Originally published: ROAPE (Review of African Political Economy) on March 14, 2024 by Ben Jackson (more by ROAPE (Review of African Political Economy))  | (Posted Mar 18, 2024)

Since the Seleka uprising in the early 2010s, the Central African Republic (CAR) has been very much a fragmented state. In Sango, the word Seleka means coalition or alliance and was used to refer to a group of mainly northern rebel forces who came together to bring down the government of President François Bozizé. Throughout his tenure, Bozizé had been embroiled in civil conflict with armed groups in the northern region of the country. With the departure of Bozizé in 2013 after the Seleka made it to the capital Bangui, successive governments have struggled to control territory outside of the city. France, as the former colonial power, has always been willing to get involved to protect its interests in the country. In 2013 they launched Operation Sangaris, an ineffective intervention that officially ended in 2016, although complete French withdrawal did not come till a few years afterwards. Sangaris was, remarkably, the seventh intervention by the French military in CAR since independence in 1960.
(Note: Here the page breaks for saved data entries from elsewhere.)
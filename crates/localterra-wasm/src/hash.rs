use sha2::{Digest, Sha256};
use std::fmt;

/// 32-byte code checksum: SHA-256 of the raw bytecode. This is the value
/// stored as `code_info.code_hash`.
#[derive(Clone, PartialEq, Eq, Hash)]
pub struct Checksum(pub [u8; 32]);

impl Checksum {
    pub fn generate(code: &[u8]) -> Self {
        Self(Sha256::digest(code).into())
    }

    pub fn as_bytes(&self) -> &[u8; 32] {
        &self.0
    }

    pub fn to_hex(&self) -> String {
        hex::encode(self.0)
    }
}

impl fmt::Display for Checksum {
    fn fmt(&self, f: &mut fmt::Formatter<'_>) -> fmt::Result {
        write!(f, "{}", self.to_hex())
    }
}

impl fmt::Debug for Checksum {
    fn fmt(&self, f: &mut fmt::Formatter<'_>) -> fmt::Result {
        write!(f, "Checksum({}…)", &self.to_hex()[..16])
    }
}
//! Error handling for hydre.
use std::{io, num::ParseIntError, path::PathBuf};

use thiserror::Error;

use crate::control::ControlError;

/// Errors raised while turning a configuration file into a daemon set.
///
/// Every variant is fatal at startup: the binary logs it and exits nonzero.
#[derive(Debug, Error)]
pub enum ConfigError {
    /// Error reading or accessing a configuration file.
    #[error("Failed to read config file {path:?}: {source}")]
    Read {
        /// The path that could not be read.
        path: PathBuf,
        /// The underlying error that occurred.
        #[source]
        source: io::Error,
    },

    /// Error parsing YAML configuration.
    #[error("Invalid YAML format: {0}")]
    Parse(#[from] serde_yaml::Error),

    /// A `${NAME}` placeholder referenced an unset environment variable.
    #[error("Missing environment variable: {0}")]
    MissingEnvVar(String),

    /// The file parsed but describes something the supervisor cannot run.
    #[error("Invalid configuration: {0}")]
    Invalid(String),
}

/// Error type for reading a daemon's pid-file.
#[derive(Debug, Error)]
pub enum PidFileError {
    /// The file could not be read.
    #[error("Failed to read PID file: {0}")]
    Read(#[from] io::Error),

    /// The file does not hold a decimal integer.
    #[error("Failed to parse PID file: {0}")]
    Parse(#[from] ParseIntError),

    /// The file exists but holds nothing but whitespace.
    #[error("PID file is empty")]
    Empty,

    /// The file holds `0` or a negative number, which never names a single process.
    #[error("PID file holds non-positive pid {0}")]
    NotPositive(i32),
}

/// Top-level error returned by the supervisor entry points.
#[derive(Debug, Error)]
pub enum SupervisorError {
    /// Configuration could not be loaded.
    #[error(transparent)]
    Config(#[from] ConfigError),

    /// The control channel failed.
    #[error(transparent)]
    Control(#[from] ControlError),

    /// Generic I/O failure (binding the listener, spawning threads).
    #[error(transparent)]
    Io(#[from] io::Error),

    /// Installing the termination handler failed.
    #[error("Failed to install termination handler: {0}")]
    Signal(#[from] ctrlc::Error),

    /// Error for poisoned mutex.
    #[error("Mutex is poisoned: {0}")]
    MutexPoisonError(String),
}

impl<T> From<std::sync::PoisonError<T>> for SupervisorError {
    /// Converts a `std::sync::PoisonError` into a `SupervisorError`.
    fn from(err: std::sync::PoisonError<T>) -> Self {
        SupervisorError::MutexPoisonError(err.to_string())
    }
}
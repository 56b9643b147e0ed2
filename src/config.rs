//! Configuration management for hydre.
use regex::Regex;
use serde::Deserialize;
use std::{
    collections::BTreeMap,
    env, fs,
    path::{Path, PathBuf},
    time::Duration,
};

use crate::{
    constants::{DEFAULT_CONTROL_HOST, DEFAULT_INTERVAL_SECS, DEFAULT_TIMEOUT_SECS},
    control,
    error::ConfigError,
};

/// Represents the structure of the configuration file.
#[derive(Debug, Deserialize, Clone)]
#[serde(rename_all = "camelCase")]
pub struct Config {
    /// Map of daemon names to their respective configurations.
    #[serde(default)]
    pub daemons: BTreeMap<String, DaemonConfig>,
    /// Seconds granted to the group to stop gracefully before it is killed.
    #[serde(default = "default_timeout", alias = "timeoutSeconds")]
    pub timeout: u64,
    /// Seconds between two reconciliation passes.
    #[serde(default = "default_interval", alias = "intervalSeconds")]
    pub interval: u64,
    /// Port of the control channel.
    pub port: Option<PortSpec>,
    /// Host the control server listens on.
    pub bind: Option<String>,
}

/// Configuration for an individual daemon.
#[derive(Debug, Deserialize, Clone)]
#[serde(rename_all = "camelCase")]
pub struct DaemonConfig {
    /// Command used to start the daemon.
    #[serde(alias = "startCommand")]
    pub command: CommandLine,
    /// Command used to stop the daemon instead of `SIGTERM`.
    pub stop_command: Option<CommandLine>,
    /// File holding the PID of a daemon that backgrounds itself.
    pub pid_file: Option<PathBuf>,
    /// Files whose new lines are streamed to standard output.
    #[serde(default)]
    pub log_files: Vec<PathBuf>,
    /// Initial desired state. In `run` mode a disabled daemon is not part of the group.
    #[serde(default = "default_enabled")]
    pub enabled: bool,
}

/// A command either as an argument vector or as a single string.
///
/// The string form is split on ASCII whitespace. Quotes and escapes are not
/// interpreted, so `echo "a b"` yields the three arguments `echo`, `"a` and `b"`. Use the
/// list form whenever an argument contains whitespace.
#[derive(Debug, Deserialize, Clone, PartialEq, Eq)]
#[serde(untagged)]
pub enum CommandLine {
    /// Structured argument list, used verbatim.
    Argv(Vec<String>),
    /// Whitespace separated command string.
    Line(String),
}

impl CommandLine {
    /// Returns the argument vector, program first.
    pub fn argv(&self) -> Vec<String> {
        match self {
            CommandLine::Argv(args) => args.clone(),
            CommandLine::Line(line) => {
                line.split_ascii_whitespace().map(str::to_string).collect()
            }
        }
    }
}

impl From<&str> for CommandLine {
    fn from(line: &str) -> Self {
        CommandLine::Line(line.to_string())
    }
}

/// Control port given either as a YAML number or as a string.
#[derive(Debug, Deserialize, Clone, PartialEq, Eq)]
#[serde(untagged)]
pub enum PortSpec {
    Number(u16),
    Text(String),
}

impl PortSpec {
    fn resolve(&self) -> Result<u16, ConfigError> {
        let raw = match self {
            PortSpec::Number(port) => port.to_string(),
            PortSpec::Text(raw) => raw.clone(),
        };
        control::parse_port(&raw).map_err(|err| ConfigError::Invalid(err.to_string()))
    }
}

fn default_timeout() -> u64 {
    DEFAULT_TIMEOUT_SECS
}

fn default_interval() -> u64 {
    DEFAULT_INTERVAL_SECS
}

fn default_enabled() -> bool {
    true
}

impl Config {
    /// Graceful stop budget of the group.
    pub fn timeout(&self) -> Duration {
        Duration::from_secs(self.timeout)
    }

    /// Period of the reconciliation loop.
    pub fn interval(&self) -> Duration {
        Duration::from_secs(self.interval)
    }

    /// Port of the control channel; required by `supervise`, `start` and `stop`.
    pub fn control_port(&self) -> Result<u16, ConfigError> {
        self.port
            .as_ref()
            .ok_or_else(|| ConfigError::Invalid("no control `port` configured".into()))?
            .resolve()
    }

    /// Address the control server binds.
    pub fn control_addr(&self) -> Result<String, ConfigError> {
        let host = self.bind.as_deref().unwrap_or(DEFAULT_CONTROL_HOST);
        Ok(format!("{host}:{}", self.control_port()?))
    }

    /// Address a client dials to reach the control server.
    ///
    /// A wildcard `bind` is reached through the loopback interface.
    pub fn client_addr(&self) -> Result<String, ConfigError> {
        let host = match self.bind.as_deref() {
            None | Some("0.0.0.0") | Some("::") | Some("[::]") => DEFAULT_CONTROL_HOST,
            Some(host) => host,
        };
        Ok(format!("{host}:{}", self.control_port()?))
    }

    /// Checks invariants serde cannot express.
    pub fn validate(&self) -> Result<(), ConfigError> {
        if self.interval == 0 {
            return Err(ConfigError::Invalid("`interval` must be at least 1 second".into()));
        }

        if let Some(port) = &self.port {
            port.resolve()?;
        }

        for (name, daemon) in &self.daemons {
            if name.is_empty() || name.chars().any(char::is_whitespace) {
                return Err(ConfigError::Invalid(format!(
                    "daemon name '{name}' must be non-empty and contain no whitespace"
                )));
            }

            if daemon.command.argv().is_empty() {
                return Err(ConfigError::Invalid(format!(
                    "daemon '{name}' has an empty command"
                )));
            }

            if let Some(stop) = &daemon.stop_command
                && stop.argv().is_empty()
            {
                return Err(ConfigError::Invalid(format!(
                    "daemon '{name}' has an empty stopCommand"
                )));
            }
        }

        Ok(())
    }

    /// Rewrites relative pid-file and log paths against `base`.
    fn resolve_paths(&mut self, base: &Path) {
        for daemon in self.daemons.values_mut() {
            if let Some(pid_file) = daemon.pid_file.take() {
                daemon.pid_file = Some(resolve_path(base, pid_file));
            }
            daemon.log_files = daemon
                .log_files
                .drain(..)
                .map(|path| resolve_path(base, path))
                .collect();
        }
    }
}

fn resolve_path(base: &Path, path: PathBuf) -> PathBuf {
    if path.is_absolute() {
        path
    } else {
        base.join(path)
    }
}

/// Expands `${NAME}` placeholders with environment variables.
fn expand_env_vars(input: &str) -> Result<String, ConfigError> {
    let re = Regex::new(r"\$\{([A-Za-z_][A-Za-z0-9_]*)\}")
        .map_err(|err| ConfigError::Invalid(err.to_string()))?;

    let mut missing: Option<String> = None;
    let expanded = re.replace_all(input, |caps: &regex::Captures| {
        let var_name = &caps[1];
        env::var(var_name).unwrap_or_else(|_| {
            missing.get_or_insert_with(|| var_name.to_string());
            String::new()
        })
    });

    if let Some(var_name) = missing {
        return Err(ConfigError::MissingEnvVar(var_name));
    }

    Ok(expanded.into_owned())
}

/// Parses configuration text, resolving relative paths against `base`.
pub fn parse_config(content: &str, base: &Path) -> Result<Config, ConfigError> {
    let expanded = expand_env_vars(content)?;
    let mut config: Config = serde_yaml::from_str(&expanded)?;
    config.resolve_paths(base);
    config.validate()?;
    Ok(config)
}

/// Loads and parses the configuration file, expanding environment variables.
pub fn load_config(config_path: &Path) -> Result<Config, ConfigError> {
    let content = fs::read_to_string(config_path).map_err(|source| ConfigError::Read {
        path: config_path.to_path_buf(),
        source,
    })?;

    let base_path = config_path
        .parent()
        .filter(|parent| !parent.as_os_str().is_empty())
        .unwrap_or_else(|| Path::new("."))
        .to_path_buf();

    parse_config(&content, &base_path)
}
Even now, the most recent letter from Omar Hilale, Chair of the CAR Peace-building Commission outlined how armed groups continue to destabilise the country in the east, west and central regions. Many of these groups formed the previous Seleka rebellion but have since fractured into multiple different clusters of combatants, who over the past decade have attempted to entrench themselves within the various regions of the vast country. Back in 2015, a group known as the Popular Front for the Rebirth of CAR (FPRC), led by Noureddine Adam, announced that they had formed a new state known as the Republic of Logone centred around the city of Ndele. The new Republic was short lived and was never taken seriously, but it was a reflection of how former Seleka groups were trying to carve out areas of influence. Cities such as Bambari have come under rebel control over the past few years, while in other regions such as the Ouaka and Haute-Kotto provinces we have seen former Seleka allies fighting each other for territorial control. In the absence of state protection, many civilians and former members of the military formed groups known as the ‘Anti Balaka’, which translates to anti-machete. Both Anti-Balaka militias and former Seleka groups have been known to commit human rights violations over the past decade.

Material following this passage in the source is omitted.